Cisco Cybersecurity Incident Manager 

United States, Georgia, Atlanta 

298904373

The Cybersecurity Incident Manager is a senior role responsible for managing, documenting and communicating enterprise-level cybersecurity incidents.This crucial role involves the careful documentation and management of security incidents, ensuring our response is thorough and aligned with compliance and regulatory requirements. The Security Incident Manager will act as a key liaison between the central Security Operations Center (SOC) and internal stakeholders, facilitating clear communication with senior leadership and driving incident resolution.

Incident Response Leadership

• Lead all phases of incident response, including detection, analysis, containment, eradication, recovery and communication.
• Act as the primary decision-maker during cybersecurity incidents, coordinating efforts across technical and business teams.
• Ensure adherence to the organization's incident response framework and regulatory requirements.

2.Strategic Communication

• Serve as the main point of contact for incident updates to executive leadership and stakeholders.
• Provide detailed, actionable reports during and after incidents, including root cause analysis and mitigation strategies.

3.Collaboration and Coordination

• Collaborate with Corporate CSIRT, Incident Command, Cyber legal, IT, risk management, Data Protection and other departments to ensure a unified response.
• Engage with third-party vendors, Managed Security Service Providers (MSSPs), and law enforcement when necessary.

4.Preparation and Readiness

• Develop, maintain, and test incident response plans, playbooks, and escalation procedures.
• Conduct regular tabletop exercises and simulations to train and prepare teams.
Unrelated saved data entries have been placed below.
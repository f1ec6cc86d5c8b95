//! Persisted conversation state types

use super::{StateError, StateResult};
use crate::flow::{Branch, ComponentId, FlowPath, Message, Step};
use chrono::{DateTime, Utc};
use serde::de::DeserializeOwned;
use serde::{Deserialize, Serialize};
use serde_json::{Map, Value};
use std::fmt;

pub const FIELD_CHANNEL: &str = "channel";
pub const FIELD_DASHBOARD: &str = "dashboard";
pub const FIELD_AUTH: &str = "auth";
pub const FIELD_ACTION: &str = "action";
pub const FIELD_COMPONENT_DATA: &str = "component_data";
pub const FIELD_MOCK_TESTING: &str = "mock_testing";

/// Top-level fields a generic update may never change
pub const PROTECTED_FIELDS: [&str; 4] = [FIELD_CHANNEL, FIELD_DASHBOARD, FIELD_AUTH, FIELD_ACTION];

/// External identity of a conversation; the key all state is stored under
#[derive(Debug, Clone, PartialEq, Eq, Hash, Serialize, Deserialize)]
pub struct ChannelIdentity {
    pub channel_type: String,
    pub identifier: String,
}

impl ChannelIdentity {
    pub fn new(channel_type: impl Into<String>, identifier: impl Into<String>) -> Self {
        Self {
            channel_type: channel_type.into(),
            identifier: identifier.into(),
        }
    }

    pub fn whatsapp(identifier: impl Into<String>) -> Self {
        Self::new("whatsapp", identifier)
    }

    /// Store key for this identity
    pub fn state_key(&self) -> String {
        format!("channel:{}:{}", self.channel_type, self.identifier)
    }
}

impl fmt::Display for ChannelIdentity {
    fn fmt(&self, f: &mut fmt::Formatter<'_>) -> fmt::Result {
        write!(f, "{}:{}", self.channel_type, self.identifier)
    }
}

// ============================================================================
// Protected, API-written types
// ============================================================================

#[derive(Debug, Clone, PartialEq, Serialize, Deserialize)]
pub struct MemberProfile {
    pub member_id: String,
    pub first_name: String,
    pub last_name: String,
    pub member_handle: String,
    #[serde(default = "default_tier")]
    pub member_tier: u8,
}

fn default_tier() -> u8 {
    1
}

#[derive(Debug, Clone, PartialEq, Serialize, Deserialize)]
pub struct AccountSummary {
    pub account_id: String,
    pub account_name: String,
    pub account_handle: String,
}

#[derive(Debug, Clone, PartialEq, Serialize, Deserialize)]
pub struct Balance {
    pub denomination: String,
    /// Decimal amount as text, e.g. `"12.50"`
    pub amount: String,
}

#[derive(Debug, Clone, PartialEq, Serialize, Deserialize)]
pub struct PendingOffer {
    pub offer_id: String,
    pub counterparty: String,
    pub amount: String,
    pub denomination: String,
    #[serde(default)]
    pub secured: bool,
}

impl PendingOffer {
    pub fn formatted_amount(&self) -> String {
        format!("{} {}", self.amount, self.denomination)
    }
}

#[derive(Debug, Clone, PartialEq, Serialize, Deserialize)]
pub struct Dashboard {
    pub member: MemberProfile,
    pub account: AccountSummary,
    #[serde(default)]
    pub balances: Vec<Balance>,
    #[serde(default)]
    pub pending_in: Vec<PendingOffer>,
    #[serde(default)]
    pub pending_out: Vec<PendingOffer>,
}

#[derive(Debug, Clone, PartialEq, Eq, Serialize, Deserialize)]
pub struct AuthState {
    pub token: String,
    pub member_id: String,
}

#[derive(Debug, Clone, Copy, PartialEq, Eq, Serialize, Deserialize)]
#[serde(rename_all = "snake_case")]
pub enum ActionType {
    OfferCreated,
    OfferAccepted,
    OfferDeclined,
    OfferCancelled,
    TierUpgraded,
}

/// Outcome of the last business operation performed for this member
#[derive(Debug, Clone, PartialEq, Serialize, Deserialize)]
pub struct ActionRecord {
    pub id: String,
    pub action_type: ActionType,
    pub timestamp: DateTime<Utc>,
    pub actor: String,
    #[serde(default)]
    pub details: Map<String, Value>,
}

// ============================================================================
// Component-writable region
// ============================================================================

/// The only region of state components write to.
///
/// `data` is free-form working storage; every other field is typed.
#[derive(Debug, Clone, PartialEq, Serialize, Deserialize)]
pub struct ComponentData {
    pub path: FlowPath,
    pub component: ComponentId,
    #[serde(default)]
    pub data: Map<String, Value>,
    #[serde(default)]
    pub component_result: Option<Branch>,
    #[serde(default)]
    pub awaiting_input: bool,
    #[serde(default)]
    pub incoming_message: Option<Message>,
}

impl ComponentData {
    pub fn at(step: Step) -> Self {
        Self {
            path: step.path,
            component: step.component,
            data: Map::new(),
            component_result: None,
            awaiting_input: false,
            incoming_message: None,
        }
    }

    pub fn step(&self) -> Step {
        Step::new(self.path, self.component)
    }
}

/// Full persisted object for one channel identity
#[derive(Debug, Clone, Default, PartialEq, Serialize, Deserialize)]
pub struct ConversationState {
    #[serde(default)]
    pub channel: Option<ChannelIdentity>,
    #[serde(default)]
    pub dashboard: Option<Dashboard>,
    #[serde(default)]
    pub auth: Option<AuthState>,
    #[serde(default)]
    pub action: Option<ActionRecord>,
    #[serde(default)]
    pub component_data: Option<ComponentData>,
    #[serde(default)]
    pub mock_testing: bool,
}

impl ConversationState {
    /// Parse a stored blob, reporting the first field that fails its type
    pub fn from_value(value: &Value) -> StateResult<Self> {
        let Some(object) = value.as_object() else {
            return Err(StateError::invalid("state", value, "expected an object"));
        };
        for (field, field_value) in object {
            validate_top_level(field, field_value)?;
        }
        serde_json::from_value(value.clone()).map_err(|e| StateError::invalid("state", value, e))
    }

    pub fn to_value(&self) -> Value {
        // Every field is a plain serde type; serialization cannot fail
        serde_json::to_value(self).unwrap_or(Value::Null)
    }
}

// ============================================================================
// Field validation
// ============================================================================

pub(super) fn check<T: DeserializeOwned>(field: &str, value: &Value) -> StateResult<T> {
    serde_json::from_value(value.clone()).map_err(|e| StateError::invalid(field, value, e))
}

/// Validate one top-level field against its declared type
pub(super) fn validate_top_level(field: &str, value: &Value) -> StateResult<()> {
    match field {
        FIELD_CHANNEL => check::<Option<ChannelIdentity>>(field, value).map(drop),
        FIELD_DASHBOARD => check::<Option<Dashboard>>(field, value).map(drop),
        FIELD_AUTH => check::<Option<AuthState>>(field, value).map(drop),
        FIELD_ACTION => check::<Option<ActionRecord>>(field, value).map(drop),
        FIELD_MOCK_TESTING => check::<bool>(field, value).map(drop),
        FIELD_COMPONENT_DATA => {
            if value.is_null() {
                return Ok(());
            }
            let Some(object) = value.as_object() else {
                return Err(StateError::invalid(field, value, "expected an object"));
            };
            for (sub, sub_value) in object {
                validate_component_field(sub, sub_value)?;
            }
            Ok(())
        }
        other => Err(StateError::UnknownField {
            field: other.to_string(),
        }),
    }
}

/// Validate one `component_data` field. `data` accepts any shape.
pub(super) fn validate_component_field(sub: &str, value: &Value) -> StateResult<()> {
    let field = format!("{FIELD_COMPONENT_DATA}.{sub}");
    match sub {
        "path" => check::<FlowPath>(&field, value).map(drop),
        "component" => check::<ComponentId>(&field, value).map(drop),
        "data" => Ok(()),
        "component_result" => check::<Option<Branch>>(&field, value).map(drop),
        "awaiting_input" => check::<bool>(&field, value).map(drop),
        "incoming_message" => check::<Option<Message>>(&field, value).map(drop),
        _ => Err(StateError::UnknownField { field }),
    }
}

/// Coerce a free-form `data` payload into a map without rejecting it
pub(super) fn data_map(value: Value) -> Map<String, Value> {
    match value {
        Value::Object(map) => map,
        Value::Null => Map::new(),
        other => {
            let mut map = Map::new();
            map.insert("value".to_string(), other);
            map
        }
    }
}

#[cfg(test)]
mod tests {
    use super::*;
    use serde_json::json;

    #[test]
    fn test_component_data_serializes_names_as_strings() {
        let data = ComponentData::at(Step::ENTRY);
        let value = serde_json::to_value(&data).unwrap();
        assert_eq!(value["path"], "login");
        assert_eq!(value["component"], "Greeting");
        assert_eq!(value["component_result"], Value::Null);
        assert_eq!(value["awaiting_input"], false);
    }

    #[test]
    fn test_unknown_component_name_fails_validation() {
        let err = validate_component_field("component", &json!("NoSuchThing")).unwrap_err();
        assert_eq!(err.field(), Some("component_data.component"));
    }

    #[test]
    fn test_data_accepts_any_shape() {
        for value in [json!(null), json!(1), json!("x"), json!([1, 2]), json!({"a": {"b": []}})] {
            assert!(validate_component_field("data", &value).is_ok());
        }
        assert_eq!(data_map(json!(5)), json!({"value": 5}).as_object().unwrap().clone());
    }

    #[test]
    fn test_typed_fields_are_checked() {
        assert!(validate_component_field("awaiting_input", &json!("yes")).is_err());
        assert!(validate_top_level(FIELD_MOCK_TESTING, &json!(1)).is_err());
        assert!(validate_top_level("favourite_colour", &json!("red")).is_err());
    }

    #[test]
    fn test_from_value_reports_offending_field() {
        let err = ConversationState::from_value(&json!({
            "component_data": {"path": "login", "component": "Greeting", "awaiting_input": 3}
        }))
        .unwrap_err();
        assert_eq!(err.field(), Some("component_data.awaiting_input"));
    }

    #[test]
    fn test_state_key_format() {
        let id = ChannelIdentity::whatsapp("263771234567");
        assert_eq!(id.state_key(), "channel:whatsapp:263771234567");
    }
}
5.Post-Incident Activities

• Oversee the generation of post-incident reports and ensure lessons learned are incorporated into future planning.
• Recommend security enhancements to prevent recurrence of incidents.

6.
Compliance and Reporting

• Ensure compliance with industry regulations and organizational policies during incident response.
• Stay updated on emerging threats and trends in cybersecurity to improve response capabilities.

Minimum Qualifications

• At least 8+ years of experience in cybersecurity
• Demonstrated experience managing large-scale cybersecurity incidents.
• Strong understanding of regulatory requirements and industry standards (e.g., CSL, DSL, PIPL, GDPR, HIPAA, PCI-DSS).
• Excellent written and verbal communication abilities in English

Preferred Qualifications

• 3+ years in an incident response or leadership role.
• Certifications such as CISSP, CISM, GIAC Certified Incident Handler (GCIH), Security+, or Certified Information Systems Auditor (CISA) preferred.
• Exceptional leadership and decision-making under pressure.
• Strong analytical and problem-solving skills.
• Collaborative mindset with an ability to manage cross-functional teams.
• Ability to coordinate 24 x 7 cross geographic incidents.